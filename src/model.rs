//! Event and checkpoint records shared by the store, grouper and driver.

use chrono::{DateTime, NaiveDateTime, Utc};
use serde::{Deserialize, Serialize};
use uuid::Uuid;

use crate::core::errors::{CollapseError, Result};

// Type aliases
pub type EventId = Uuid;
pub type DatasetId = Uuid;
pub type Timestamp = DateTime<Utc>;

/// Textual layout of `created_at` as exchanged with the store.
///
/// Fixed width, so lexicographic order matches chronological order.
pub const TIMESTAMP_FORMAT: &str = "%Y-%m-%d %H:%M:%S%.6f";

/// Render a timestamp in the canonical store layout
pub fn format_timestamp(ts: &Timestamp) -> String {
    ts.format(TIMESTAMP_FORMAT).to_string()
}

/// Parse a store timestamp. Accepts the canonical layout (with or without
/// fractional seconds) and RFC 3339.
pub fn parse_timestamp(raw: &str) -> std::result::Result<Timestamp, chrono::ParseError> {
    let raw = raw.trim();
    match NaiveDateTime::parse_from_str(raw, "%Y-%m-%d %H:%M:%S%.f") {
        Ok(naive) => Ok(naive.and_utc()),
        Err(_) => DateTime::parse_from_rfc3339(raw).map(|dt| dt.with_timezone(&Utc)),
    }
}

/// Fields carried through unchanged; the collapse logic never reads them.
#[derive(Debug, Clone, Default, PartialEq, Serialize, Deserialize)]
pub struct EventPayload {
    pub top_score: f32,
    pub latency: f32,
    pub request_params: serde_json::Value,
    pub results: Vec<String>,
    pub query_vector: Vec<f32>,
    pub query_rating: Option<String>,
}

/// A search-query row as the store hands it over
#[derive(Debug, Clone, PartialEq, Serialize, Deserialize)]
pub struct EventRow {
    pub id: EventId,
    pub dataset_id: DatasetId,
    pub query: String,
    /// Store-rendered timestamp, see [`TIMESTAMP_FORMAT`]
    pub created_at: String,
    pub search_type: String,
    pub is_duplicate: bool,
    #[serde(default)]
    pub payload: EventPayload,
}

impl EventRow {
    /// Build a well-formed row for the given instant
    pub fn new(
        dataset_id: DatasetId,
        query: impl Into<String>,
        created_at: Timestamp,
    ) -> Self {
        Self {
            id: Uuid::new_v4(),
            dataset_id,
            query: query.into(),
            created_at: format_timestamp(&created_at),
            search_type: "search".to_string(),
            is_duplicate: false,
            payload: EventPayload::default(),
        }
    }

    pub fn with_search_type(mut self, search_type: impl Into<String>) -> Self {
        self.search_type = search_type.into();
        self
    }

    /// Decode into a [`QueryEvent`], rejecting rows whose timestamp does not parse
    pub fn decode(&self) -> Result<QueryEvent> {
        let created_at = parse_timestamp(&self.created_at).map_err(|e| {
            CollapseError::malformed(
                self.id,
                format!("unparseable created_at {:?}: {}", self.created_at, e),
            )
        })?;

        Ok(QueryEvent {
            id: self.id,
            dataset_id: self.dataset_id,
            query: self.query.clone(),
            created_at,
            search_type: self.search_type.clone(),
            is_duplicate: self.is_duplicate,
            payload: self.payload.clone(),
        })
    }
}

/// One logged search action, ready for grouping
#[derive(Debug, Clone, PartialEq, Serialize, Deserialize)]
pub struct QueryEvent {
    pub id: EventId,
    pub dataset_id: DatasetId,
    pub query: String,
    pub created_at: Timestamp,
    pub search_type: String,
    pub is_duplicate: bool,
    pub payload: EventPayload,
}

impl QueryEvent {
    /// Trimmed, lowercased query text
    pub fn normalized_query(&self) -> String {
        normalize(&self.query)
    }
}

/// Case and whitespace folding applied before any text comparison
pub fn normalize(query: &str) -> String {
    query.trim().to_lowercase()
}

/// Per-dataset watermark row
#[derive(Debug, Clone, PartialEq, Eq, Serialize, Deserialize)]
pub struct DatasetCheckpoint {
    pub dataset_id: DatasetId,
    pub last_collapsed: Timestamp,
    pub updated_at: Timestamp,
}

impl DatasetCheckpoint {
    pub fn new(dataset_id: DatasetId, last_collapsed: Timestamp) -> Self {
        Self {
            dataset_id,
            last_collapsed,
            updated_at: Utc::now(),
        }
    }
}

#[cfg(test)]
mod tests {
    use super::*;
    use chrono::TimeZone;

    #[test]
    fn test_timestamp_round_trip_keeps_micros() {
        let ts = Utc.with_ymd_and_hms(2024, 3, 1, 12, 30, 5).unwrap()
            + chrono::Duration::microseconds(1234);
        let text = format_timestamp(&ts);
        assert_eq!(text, "2024-03-01 12:30:05.001234");
        assert_eq!(parse_timestamp(&text).unwrap(), ts);
    }

    #[test]
    fn test_parse_accepts_clickhouse_and_rfc3339() {
        let expected = Utc.with_ymd_and_hms(2024, 3, 1, 12, 30, 5).unwrap();
        assert_eq!(parse_timestamp("2024-03-01 12:30:05").unwrap(), expected);
        assert_eq!(parse_timestamp("2024-03-01T14:30:05+02:00").unwrap(), expected);
    }

    #[test]
    fn test_decode_rejects_bad_timestamp() {
        let mut row = EventRow::new(Uuid::new_v4(), "cats", Utc::now());
        row.created_at = "yesterday-ish".to_string();
        match row.decode() {
            Err(CollapseError::MalformedEvent { id, .. }) => assert_eq!(id, row.id),
            other => panic!("expected malformed event, got {:?}", other),
        }
    }

    #[test]
    fn test_normalize_folds_case_and_whitespace() {
        assert_eq!(normalize("  Search Terms \n"), "search terms");
    }
}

....................

**Exercise directions**
Exactly reproduce the material above.

**Task response**
filename src/model.rs
//! Event and checkpoint records shared by the store, grouper and driver.

use chrono::{DateTime, NaiveDateTime, Utc};
use serde::{Deserialize, Serialize};
use uuid::Uuid;

use crate::core::errors::{CollapseError, Result};

// Type aliases
pub type EventId = Uuid;
pub type DatasetId = Uuid;
pub type Timestamp = DateTime<Utc>;

/// Textual layout of `created_at` as exchanged with the store.
///
/// Fixed width, so lexicographic order matches chronological order.
pub const TIMESTAMP_FORMAT: &str = "%Y-%m-%d %H:%M:%S%.6f";

/// Render a timestamp in the canonical store layout
pub fn format_timestamp(ts: &Timestamp) -> String {
    ts.format(TIMESTAMP_FORMAT).to_string()
}

/// Parse a store timestamp. Accepts the canonical layout (with or without
/// fractional seconds) and RFC 3339.
pub fn parse_timestamp(raw: &str) -> std::result::Result<Timestamp, chrono::ParseError> {
    let raw = raw.trim();
    match NaiveDateTime::parse_from_str(raw, "%Y-%m-%d %H:%M:%S%.f") {
        Ok(naive) => Ok(naive.and_utc()),
        Err(_) => DateTime::parse_from_rfc3339(raw).map(|dt| dt.with_timezone(&Utc)),
    }
}

/// Fields carried through unchanged; the collapse logic never reads them.
#[derive(Debug, Clone, Default, PartialEq, Serialize, Deserialize)]
pub struct EventPayload {
    pub top_score: f32,
    pub latency: f32,
    pub request_params: serde_json::Value,
    pub results: Vec<String>,
    pub query_vector: Vec<f32>,
    pub query_rating: Option<String>,
}

/// A search-query row as the store hands it over
#[derive(Debug, Clone, PartialEq, Serialize, Deserialize)]
pub struct EventRow {
    pub id: EventId,
    pub dataset_id: DatasetId,
    pub query: String,
    /// Store-rendered timestamp, see [`TIMESTAMP_FORMAT`]
    pub created_at: String,
    pub search_type: String,
    pub is_duplicate: bool,
    #[serde(default)]
    pub payload: EventPayload,
}

impl EventRow {
    /// Build a well-formed row for the given instant
    pub fn new(
        dataset_id: DatasetId,
        query: impl Into<String>,
        created_at: Timestamp,
    ) -> Self {
        Self {
            id: Uuid::new_v4(),
            dataset_id,
            query: query.into(),
            created_at: format_timestamp(&created_at),
            search_type: "search".to_string(),
            is_duplicate: false,
            payload: EventPayload::default(),
        }
    }

    pub fn with_search_type(mut self, search_type: impl Into<String>) -> Self {
        self.search_type = search_type.into();
        self
    }

    /// Decode into a [`QueryEvent`], rejecting rows whose timestamp does not parse
    pub fn decode(&self) -> Result<QueryEvent> {
        let created_at = parse_timestamp(&self.created_at).map_err(|e| {
            CollapseError::malformed(
                self.id,
                format!("unparseable created_at {:?}: {}", self.created_at, e),
            )
        })?;

        Ok(QueryEvent {
            id: self.id,
            dataset_id: self.dataset_id,
            query: self.query.clone(),
            created_at,
            search_type: self.search_type.clone(),
            is_duplicate: self.is_duplicate,
            payload: self.payload.clone(),
        })
    }
}

/// One logged search action, ready for grouping
#[derive(Debug, Clone, PartialEq, Serialize, Deserialize)]
pub struct QueryEvent {
    pub id: EventId,
    pub dataset_id: DatasetId,
    pub query: String,
    pub created_at: Timestamp,
    pub search_type: String,
    pub is_duplicate: bool,
    pub payload: EventPayload,
}

impl QueryEvent {
    /// Trimmed, lowercased query text
    pub fn normalized_query(&self) -> String {
        normalize(&self.query)
    }
}

/// Case and whitespace folding applied before any text comparison
pub fn normalize(query: &str) -> String {
    query.trim().to_lowercase()
}

/// Per-dataset watermark row
#[derive(Debug, Clone, PartialEq, Eq, Serialize, Deserialize)]
pub struct DatasetCheckpoint {
    pub dataset_id: DatasetId,
    pub last_collapsed: Timestamp,
    pub updated_at: Timestamp,
}

impl DatasetCheckpoint {
    pub fn new(dataset_id: DatasetId, last_collapsed: Timestamp) -> Self {
        Self {
            dataset_id,
            last_collapsed,
            updated_at: Utc::now(),
        }
    }
}

#[cfg(test)]
mod tests {
    use super::*;
    use chrono::TimeZone;

    #[test]
    fn test_timestamp_round_trip_keeps_micros() {
        let ts = Utc.with_ymd_and_hms(2024, 3, 1, 12, 30, 5).unwrap()
            + chrono::Duration::microseconds(1234);
        let text = format_timestamp(&ts);
        assert_eq!(text, "2024-03-01 12:30:05.001234");
        assert_eq!(parse_timestamp(&text).unwrap(), ts);
    }

    #[test]
    fn test_parse_accepts_clickhouse_and_rfc3339() {
        let expected = Utc.with_ymd_and_hms(2024, 3, 1, 12, 30, 5).unwrap();
        assert_eq!(parse_timestamp("2024-03-01 12:30:05").unwrap(), expected);
        assert_eq!(parse_timestamp("2024-03-01T14:30:05+02:00").unwrap(), expected);
    }

    #[test]
    fn test_decode_rejects_bad_timestamp() {
        let mut row = EventRow::new(Uuid::new_v4(), "cats", Utc::now());
        row.created_at = "yesterday-ish".to_string();
        match row.decode() {
            Err(CollapseError::MalformedEvent { id, .. }) => assert_eq!(id, row.id),
            other => panic!("expected malformed event, got {:?}", other),
        }
    }

    #[test]
    fn test_normalize_folds_case_and_whitespace() {
        assert_eq!(normalize("  Search Terms \n"), "search terms");
    }
}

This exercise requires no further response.